Outro que saiu feliz do hospital foi Paulo Pelegrino, publicitário de 62 anos, que também fez parte do grupo de 2023 que teve acesso ao estudo clínico. A travessia do paciente, entretanto, foi longa e repleta de obstáculos. “Sou o 14º paciente de CAR-T no Brasil. O meu primeiro câncer, de próstata, surgiu em 2014. Entre 2018 e 2022, tive por três vezes linfoma não Hodgkin de células tipo B e fiz um transplante de medula. Em paralelo, desenvolvi a púrpura, uma doença autoimune que destrói as plaquetas. Estava para entrar em cuidados paliativos, quando soubemos da nova possibilidade [de tratamento]”, relembra Pelegrino. A transformação no horizonte de vida do publicitário ocorreu entre o final de 2022 e os primeiros meses de 2023.
Apesar de o percurso ter sido relativamente rápido, Pelegrino enfrentou efeitos colaterais importantes, como quedas bruscas de pressão arterial e até septicemia, uma grave infecção generalizada. São processos associados à reprodução das células modificadas dentro do próprio organismo do paciente e à destruição das células tumorais pelas CAR-T. As dificuldades encontradas pelo publicitário também podem atingir outros pacientes e, por isso, servem como um desafio, e um sinal de alerta, para os médicos.
Rota auxiliar
Em alguns hospitais autorizados no Brasil, é possível tentar enfrentar o câncer com a terapia por meio de células CAR-T. A possibilidade existe, entretanto, para um perfil específico de paciente e apenas para casos de recidiva de linfoma difuso de grandes células B (tipo de linfoma não Hodgkin) e leucemia linfoblástica aguda.
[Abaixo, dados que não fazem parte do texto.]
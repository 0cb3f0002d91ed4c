//! The single-run pipeline: load → fetch → extract → diff → (save,
//! summarize, notify) → report.
//!
//! One linear synchronous chain; the fetched payload is a local value
//! threaded through, and the persisted snapshot is read once at start and
//! written at most once at end.

use offerwatch_core::AppConfig;
use offerwatch_scraper::CatalogClient;
use offerwatch_store::SnapshotStore;

use crate::notify;

/// What a single watch cycle did, minus the printing.
pub struct RunOutcome {
    /// Rendered report for the current snapshot.
    pub report: String,
    /// Whether the offer set changed against the stored snapshot.
    pub changed: bool,
    /// Whether the webhook accepted the broadcast summary.
    pub notified: bool,
}

/// Executes one full watch cycle and prints the report plus its
/// byte-length diagnostic line.
pub async fn run(config: &AppConfig) -> anyhow::Result<()> {
    let client = CatalogClient::new(
        config.request_timeout_secs,
        &config.user_agent,
        config.max_retries,
        config.retry_backoff_base_secs,
    )?;
    let store = SnapshotStore::new(&config.snapshot_path);

    let outcome = run_once(&client, &store, config).await?;
    println!("{}", outcome.report);
    println!("{}", outcome.report.len());
    Ok(())
}

/// Prints the report for the stored snapshot without fetching.
pub fn show(config: &AppConfig) -> anyhow::Result<()> {
    let store = SnapshotStore::new(&config.snapshot_path);
    let snapshot = store.load()?;
    let report = offerwatch_core::render(&snapshot);
    println!("{report}");
    println!("{}", report.len());
    Ok(())
}

/// The pipeline proper, separated from stdout so tests can observe the
/// outcome directly.
///
/// A changed offer set is persisted before notification: a failed save
/// aborts the run, while a failed notification is logged and the report
/// is still produced.
pub async fn run_once(
    client: &CatalogClient,
    store: &SnapshotStore,
    config: &AppConfig,
) -> anyhow::Result<RunOutcome> {
    let previous = store.load()?;
    let records = client
        .fetch_catalog(&config.catalog_url, &config.catalog_referer)
        .await?;
    tracing::info!(records = records.len(), "fetched catalog");

    let current = offerwatch_scraper::extract(&records)?;
    let changed = offerwatch_core::snapshots_differ(&previous, &current);

    let mut notified = false;
    if changed {
        tracing::info!(items = current.len(), "offer set changed, persisting snapshot");
        store.save(&current)?;

        let summary = offerwatch_core::format_broadcast(&current);
        match &config.notify_webhook_url {
            Some(webhook) => match notify::send(webhook, &summary).await {
                Ok(()) => {
                    tracing::info!("broadcast summary delivered");
                    notified = true;
                }
                Err(e) => {
                    tracing::warn!(error = %e, "notification failed, continuing");
                }
            },
            None => tracing::info!("no notify webhook configured, skipping broadcast"),
        }
    } else {
        tracing::info!("offer set unchanged");
    }

    let report = offerwatch_core::render(&current);
    Ok(RunOutcome {
        report,
        changed,
        notified,
    })
}

#[cfg(test)]
#[path = "pipeline_test.rs"]
mod tests;
pub mod client;
pub mod error;
pub mod extract;
mod retry;
pub mod types;

pub use client::CatalogClient;
pub use error::{ExtractError, FetchError};
pub use extract::{extract, FEATURED_MARKER};
pub use types::{CatalogRecord, CatalogResponse, PackageEntry};
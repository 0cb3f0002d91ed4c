//! Fixed-width text report of a snapshot.

use unicode_width::UnicodeWidthStr;

use crate::snapshot::Snapshot;

/// Spaces between the widest name and the price column.
const COLUMN_GUTTER: usize = 2;

/// Renders one line per item: name, padding to a shared price column,
/// `￥` + price, then `至` + availability end.
///
/// Padding is computed from display width, not character count, so names
/// mixing CJK (width 2) and ASCII (width 1) glyphs still align. Rows come
/// out in name order. An empty snapshot renders the empty string.
#[must_use]
pub fn render(snapshot: &Snapshot) -> String {
    let cell_width = snapshot
        .keys()
        .map(|name| UnicodeWidthStr::width(name.as_str()))
        .max()
        .unwrap_or(0);

    let mut out = String::new();
    for (name, detail) in snapshot {
        let padding = cell_width + COLUMN_GUTTER - UnicodeWidthStr::width(name.as_str());
        out.push_str(name);
        out.push_str(&" ".repeat(padding));
        out.push_str(&format!("￥{}  至{}\n", detail.price, detail.ends));
    }
    out
}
“É o maior avanço no tratamento do câncer dos últimos tempos ao lado dos outros pilares, como a quimioterapia, a radioterapia e as cirurgias”, afirma Jayr Schmidt Filho, chefe do Centro de Referência em Neoplasias Hematológicas do A.C.Camargo, umas das instituições credenciadas para fazer o tratamento no Brasil. Segundo o especialista, estudos para usar a terapia em casos de linfoma folicular e mieloma múltiplo também estão em andamento.
“Existe ainda um desafio grande para baixar o custo [da terapia]. Hoje, o produto final custa aproximadamente R$ 2 milhões por paciente”, diz o médico. Como os caminhos começaram a ser trilhados, explica Schmidt Filho, agora é questão de tempo e de investimento para que os avanços ocorram. No caso do hospital da capital, até agora foram realizadas 22 infusões entre protocolos comerciais e de pesquisa.